To define the signaling pathway that leads to c-Src-mediated cell transformation, we performed a comprehensive study of target molecules by using a newly developed c-Src inducible system. To date, proteomic analyses have found that Arhgef5 is a critical c-Src target. Arhgef5 is a Dbl family of GEF for Rho GTPase. A miRNA array analysis also revealed that c-Src activation alters the gene expression of a limited number of miRNAs. We identified several target genes for these miRNAs and analyzed their functions. Based on the finding that many of the target molecules (e.g., FGFR3, mTOR and ILK) are components of the c-Src signaling pathway, we proposed a new tuning system of c-Src-mediated cell transformation via miRNA. Analysis of the regulatory mechanism for c-Src-mediated miRNA expression is currently in progress.
III. Regulation of cell growth signaling via the late endosome/lysosome.

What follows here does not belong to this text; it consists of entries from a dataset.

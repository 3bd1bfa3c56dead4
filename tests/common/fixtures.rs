//! A small sales database shared by the integration tests.
//!
//! ```text
//! sale.order ──partner_id──> res.partner ──country_id──> res.country
//!     │                          └──category_id──> res.partner.category
//!     └──order_line──> sale.order.line ──product_id──> product.product
//! ```

use std::sync::Arc;

use odoo_connect::Client;
use serde_json::json;

use super::mocks::MockTransport;

/// Mock server holding the sales fixture, reporting `major` as its version.
pub fn sales_transport(major: u32) -> MockTransport {
    MockTransport::new(major)
        .with_model(
            "sale.order",
            json!({
                "id": {"type": "integer", "string": "ID"},
                "name": {"type": "char", "string": "Order Reference", "required": true},
                "date_order": {"type": "datetime", "string": "Order Date"},
                "state": {"type": "selection", "string": "Status"},
                "amount_total": {"type": "monetary", "string": "Total"},
                "partner_id": {"type": "many2one", "string": "Customer", "relation": "res.partner"},
                "order_line": {"type": "one2many", "string": "Order Lines", "relation": "sale.order.line"},
            }),
            json!([
                {"id": 1, "name": "SO001", "date_order": "2024-01-15 10:00:00", "state": "sale",
                 "amount_total": 120.0, "partner_id": 5, "order_line": [11, 12]},
                {"id": 2, "name": "SO002", "date_order": "2024-02-03 09:30:00", "state": "draft",
                 "amount_total": 0.0, "partner_id": false, "order_line": []},
                {"id": 3, "name": "SO003", "date_order": "2024-02-20 16:45:00", "state": "sale",
                 "amount_total": 42.5, "partner_id": 6, "order_line": [13]},
            ]),
        )
        .with_model(
            "sale.order.line",
            json!({
                "id": {"type": "integer"},
                "name": {"type": "text"},
                "product_uom_qty": {"type": "float"},
                "order_id": {"type": "many2one", "relation": "sale.order"},
                "product_id": {"type": "many2one", "relation": "product.product"},
            }),
            json!([
                {"id": 11, "name": "Desk", "product_uom_qty": 1.0, "order_id": 1, "product_id": 101},
                {"id": 12, "name": "Chair", "product_uom_qty": 4.0, "order_id": 1, "product_id": 102},
                {"id": 13, "name": "Desk", "product_uom_qty": 2.0, "order_id": 3, "product_id": 101},
            ]),
        )
        .with_model(
            "product.product",
            json!({
                "id": {"type": "integer"},
                "name": {"type": "char"},
                "default_code": {"type": "char"},
            }),
            json!([
                {"id": 101, "name": "Office Desk", "default_code": "DESK"},
                {"id": 102, "name": "Office Chair", "default_code": "CHAIR"},
            ]),
        )
        .with_model(
            "res.partner",
            json!({
                "id": {"type": "integer"},
                "name": {"type": "char", "string": "Name"},
                "email": {"type": "char"},
                "country_id": {"type": "many2one", "relation": "res.country"},
                "category_id": {"type": "many2many", "relation": "res.partner.category"},
            }),
            json!([
                {"id": 5, "name": "Acme", "email": "info@acme.test", "country_id": 21, "category_id": [2, 1]},
                {"id": 6, "name": "Globex", "email": false, "country_id": false, "category_id": []},
            ]),
        )
        .with_model(
            "res.country",
            json!({
                "id": {"type": "integer"},
                "name": {"type": "char"},
                "code": {"type": "char"},
            }),
            json!([{"id": 21, "name": "Belgium", "code": "BE"}]),
        )
        .with_model(
            "res.partner.category",
            json!({
                "id": {"type": "integer"},
                "name": {"type": "char"},
            }),
            json!([{"id": 1, "name": "Gold"}, {"id": 2, "name": "VIP"}]),
        )
        .with_model(
            "ir.model",
            json!({
                "id": {"type": "integer"},
                "model": {"type": "char"},
            }),
            json!([
                {"id": 1, "model": "res.partner"},
                {"id": 2, "model": "sale.order"},
            ]),
        )
        .with_model(
            "ir.model.data",
            json!({
                "id": {"type": "integer"},
                "module": {"type": "char"},
                "name": {"type": "char"},
                "model": {"type": "char"},
                "res_id": {"type": "many2one_reference"},
            }),
            json!([
                {"id": 900, "module": "base", "name": "partner_acme", "model": "res.partner", "res_id": 5},
                {"id": 901, "module": "base", "name": "partner_gone", "model": "res.partner", "res_id": 77},
            ]),
        )
}

/// A client over `transport`, keeping a handle on the mock for call
/// inspection.
pub fn client_for(transport: MockTransport) -> (Client, Arc<MockTransport>) {
    let mock = Arc::new(transport);
    (Client::from_transport(mock.clone()), mock)
}
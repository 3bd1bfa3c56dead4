//! Custom assertion utilities for tests.

use odoo_connect::Record;
use serde_json::Value;

/// Assert that a result is Ok and return the inner value.
///
/// # Panics
///
/// Panics with `context` and the error if the result is `Err`.
#[allow(dead_code)]
pub fn assert_ok<T, E: std::fmt::Debug>(result: Result<T, E>, context: &str) -> T {
    match result {
        Ok(v) => v,
        Err(e) => panic!("{} failed: {:?}", context, e),
    }
}

/// Assert that an error message contains expected text (case-insensitive).
#[allow(dead_code)]
pub fn assert_error_contains<E: std::fmt::Display>(error: E, expected_text: &str, context: &str) {
    let error_str = error.to_string().to_lowercase();
    let expected_lower = expected_text.to_lowercase();

    assert!(
        error_str.contains(&expected_lower),
        "{}: error message should contain '{}', got: {}",
        context,
        expected_text,
        error
    );
}

/// Compare records against a JSON array, ignoring key order.
#[allow(dead_code)]
pub fn assert_records_eq(actual: &[Record], expected: Value, context: &str) {
    let actual = Value::Array(actual.iter().cloned().map(Value::Object).collect());
    assert_eq!(actual, expected, "{}: records differ", context);
}

#[cfg(test)]
mod tests {
    use super::*;
    use serde_json::json;

    #[test]
    fn test_assert_ok() {
        let result: Result<i32, &str> = Ok(42);
        assert_eq!(assert_ok(result, "test operation"), 42);
    }

    #[test]
    #[should_panic(expected = "test operation failed")]
    fn test_assert_ok_fails() {
        let result: Result<i32, &str> = Err("error");
        assert_ok(result, "test operation");
    }

    #[test]
    fn test_assert_records_eq_ignores_key_order() {
        let record = json!({"b": 1, "a": 2}).as_object().cloned().unwrap();
        assert_records_eq(&[record], json!([{"a": 2, "b": 1}]), "key order");
    }
}
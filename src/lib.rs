//! Odoo Connect
//!
//! Nested ("dictionary view") record access on top of Odoo's flat RPC
//! primitives:
//!
//! - **Field selections**: dotted paths or nested mappings, see [`fields`]
//! - **Relation expansion**: one batched read per relation and level, see [`Model::read_dict`]
//! - **Grouped reads**: canonical date-bucket labels, see [`dates`]
//! - **Metadata caching**: `fields_get` once per model, see [`metadata`]
//!
//! # Example
//!
//! ```ignore
//! use odoo_connect::{Client, Domain, SearchOptions};
//! use odoo_transport::{ConnectionConfig, JsonRpcClient};
//!
//! let client = Client::new(JsonRpcClient::from_config(&ConnectionConfig::from_env()?));
//! let orders = client.model("sale.order").search_read_dict(
//!     &Domain::new().clause("state", "=", "sale"),
//!     ["name", "partner_id.name", "order_line.product_id.default_code"],
//!     SearchOptions::default().limit(10),
//! )?;
//! ```

pub mod client;
pub mod dates;
pub mod error;
mod expand;
pub mod fields;
pub mod metadata;
pub mod model;

pub use client::Client;
pub use dates::{canonicalize_rows, DateBucket, DateWindow, WindowSource};
pub use error::{Error, Result};
pub use fields::{FieldSpec, IntoFieldSpec};
pub use metadata::{Cardinality, FieldDescriptor, FieldMap};
pub use model::{Model, SearchOptions};

pub use odoo_transport;
pub use odoo_types::{Domain, DomainTerm, LogicalOp, Record};
//! Shared types for the odoo-connect workspace.
//!
//! This crate holds the value-level vocabulary used by both the transport and
//! the dictionary-view engine, so neither has to depend on the other for it:
//!
//! - [`record`]: the [`Record`] alias plus truthiness and id helpers
//! - [`domain`]: the [`Domain`] search expression
//! - [`env_utils`]: environment-variable parsing used by connection config

pub mod domain;
pub mod env_utils;
pub mod record;

pub use domain::{Domain, DomainTerm, LogicalOp};
pub use record::{as_id, is_truthy, record_id, Record};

During the search for c-Src targets, we recently found a new regulator of cell growth signaling, namely, p18, which is a membrane adaptor protein that localizes exclusively to late endosomes/lysosomes. p18 forms a ternary complex with the scaffolding p14/MP1 proteins and plays an essential role in the activation of mTORC1 on late endosomes/lysosomes. p18 KO mice are embryonic lethal and exhibit severe defects in lysosome biogenesis (Fig. 3). To elucidate the function of p18 in lysosome biogenesis, we are currently searching for target molecules for the p18-mTORC1 pathway in late endosomes/lysosomes. We also found that the p18-dependent pathway is crucial for controlling cell growth and oncogene-mediated cell transformation. The elucidation of the underlying mechanism is an important objective of our project as well.
 |
Fig. 3. Roles played by the late endosome/lysosome-anchored p18-mTORC1 pathway. |